+++ Data listing +++

use serde_json::{Map, Number, Value};
use std::fmt;
use std::marker::PhantomData;
use tracing::warn;
use validator::Validate;

use crate::models::{Dataset, NormalizedRecord, RawSample};
use crate::processors::ZoneTable;
use crate::utils::coordinates::validate_coordinates;
use crate::validation::{FieldViolation, NumericKind, RuleSet};

use super::shapes::{AirQualityShape, RecordShape, WeatherShape};

/// Why a raw sample produced no record
#[derive(Debug, Clone, PartialEq)]
pub enum Discard {
    /// Sample or provider payload is missing a field or has the wrong shape
    Structure { reason: String },
    /// A projected field broke its rule
    Invalid(FieldViolation),
    /// No zone exists for the sample's coordinate
    UnresolvedZone { latitude: f64, longitude: f64 },
}

impl Discard {
    fn structure(reason: impl Into<String>) -> Self {
        Discard::Structure {
            reason: reason.into(),
        }
    }

    pub fn label(&self) -> &'static str {
        match self {
            Discard::Structure { .. } => "structure",
            Discard::Invalid(_) => "validation",
            Discard::UnresolvedZone { .. } => "unresolved_zone",
        }
    }
}

impl fmt::Display for Discard {
    fn fmt(&self, f: &mut fmt::Formatter<'_>) -> fmt::Result {
        match self {
            Discard::Structure { reason } => write!(f, "malformed sample: {}", reason),
            Discard::Invalid(violation) => write!(f, "invalid field: {}", violation),
            Discard::UnresolvedZone {
                latitude,
                longitude,
            } => write!(f, "no zone for ({}, {})", latitude, longitude),
        }
    }
}

/// Raw sample -> normalized record, or the reason it was dropped
pub trait Transformer {
    fn dataset(&self) -> Dataset;

    fn transform(&self, sample: &RawSample) -> Result<NormalizedRecord, Discard>;
}

/// Shared transform steps, parametrised by the record shape
///
/// 1. check sample metadata and the provider payload structure
/// 2. project provider fields onto normalized names
/// 3. validate against the shape's rule table
/// 4. resolve the zone id from the run's zone table
/// 5. coerce the timestamp to whole seconds
pub struct ProviderTransformer<'a, S: RecordShape> {
    zones: &'a ZoneTable,
    rules: RuleSet,
    _shape: PhantomData<S>,
}

pub type WeatherTransformer<'a> = ProviderTransformer<'a, WeatherShape>;
pub type AirQualityTransformer<'a> = ProviderTransformer<'a, AirQualityShape>;

impl<'a, S: RecordShape> ProviderTransformer<'a, S> {
    pub fn new(zones: &'a ZoneTable) -> Self {
        Self {
            zones,
            rules: S::rules(),
            _shape: PhantomData,
        }
    }

    fn check_structure<'s>(&self, sample: &'s RawSample) -> Result<&'s Map<String, Value>, Discard> {
        validate_coordinates(sample.latitude, sample.longitude)
            .map_err(|e| Discard::structure(e.to_string()))?;
        if !sample.grid_size.is_finite() || sample.grid_size <= 0.0 {
            return Err(Discard::structure(format!(
                "grid_size {} is not positive",
                sample.grid_size
            )));
        }
        if !sample.timestamp.is_finite() {
            return Err(Discard::structure("timestamp is not a finite number"));
        }

        let source = S::DATASET.source_key();
        let payload = sample
            .payload(S::DATASET)
            .ok_or_else(|| Discard::structure(format!("missing {} payload", source)))?;
        if !payload.is_object() {
            return Err(Discard::structure(format!("{} payload is not an object", source)));
        }

        let measurements = payload
            .pointer(S::MEASUREMENTS)
            .and_then(Value::as_object)
            .ok_or_else(|| {
                Discard::structure(format!("{} payload has no {} object", source, S::MEASUREMENTS))
            })?;

        for (raw, _) in S::PROJECTIONS {
            match measurements.get(*raw) {
                None => {
                    return Err(Discard::structure(format!(
                        "missing {}{}/{}",
                        source,
                        S::MEASUREMENTS,
                        raw
                    )))
                }
                Some(value) if NumericKind::of(value).is_none() => {
                    return Err(Discard::structure(format!(
                        "{}{}/{} has non-numeric value {}",
                        source,
                        S::MEASUREMENTS,
                        raw,
                        value
                    )))
                }
                Some(_) => {}
            }
        }

        Ok(measurements)
    }

    fn project(&self, sample: &RawSample, measurements: &Map<String, Value>) -> Result<Map<String, Value>, Discard> {
        let timestamp = Number::from_f64(sample.timestamp)
            .ok_or_else(|| Discard::structure("timestamp is not representable"))?;

        let mut fields = Map::new();
        fields.insert("recorded_at".to_string(), Value::Number(timestamp));
        for (raw, normalized) in S::PROJECTIONS {
            if let Some(value) = measurements.get(*raw) {
                fields.insert((*normalized).to_string(), value.clone());
            }
        }
        Ok(fields)
    }

    fn run(&self, sample: &RawSample) -> Result<NormalizedRecord, Discard> {
        let measurements = self.check_structure(sample)?;
        let fields = self.project(sample, measurements)?;
        self.rules.check(&fields).map_err(Discard::Invalid)?;

        let zone_id = self
            .zones
            .resolve(sample.latitude, sample.longitude)
            .ok_or(Discard::UnresolvedZone {
                latitude: sample.latitude,
                longitude: sample.longitude,
            })?;

        let recorded_at = sample.timestamp.floor() as i64;

        let record = S::build(zone_id, recorded_at, &fields)
            .ok_or_else(|| Discard::structure("projected record is incomplete"))?;
        let typed_check = match &record {
            NormalizedRecord::Weather(r) => r.validate(),
            NormalizedRecord::AirQuality(r) => r.validate(),
        };
        typed_check.map_err(|e| Discard::structure(e.to_string()))?;

        Ok(record)
    }
}

impl<S: RecordShape> Transformer for ProviderTransformer<'_, S> {
    fn dataset(&self) -> Dataset {
        S::DATASET
    }

    fn transform(&self, sample: &RawSample) -> Result<NormalizedRecord, Discard> {
        self.run(sample).inspect_err(|discard| {
            warn!(
                dataset = %S::DATASET,
                latitude = sample.latitude,
                longitude = sample.longitude,
                reason = discard.label(),
                "Discarding sample: {}",
                discard
            );
        })
    }
}

/// Transformer for the selected target table
pub fn transformer_for(dataset: Dataset, zones: &ZoneTable) -> Box<dyn Transformer + '_> {
    match dataset {
        Dataset::Weather => Box::new(WeatherTransformer::new(zones)),
        Dataset::AirQuality => Box::new(AirQualityTransformer::new(zones)),
    }
}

+++

| What is needed |
Which lines of the data include "match"? Copy each of them.

| Answer section |
        match self {
        match self {
            match measurements.get(*raw) {
        let typed_check = match &record {
    match dataset {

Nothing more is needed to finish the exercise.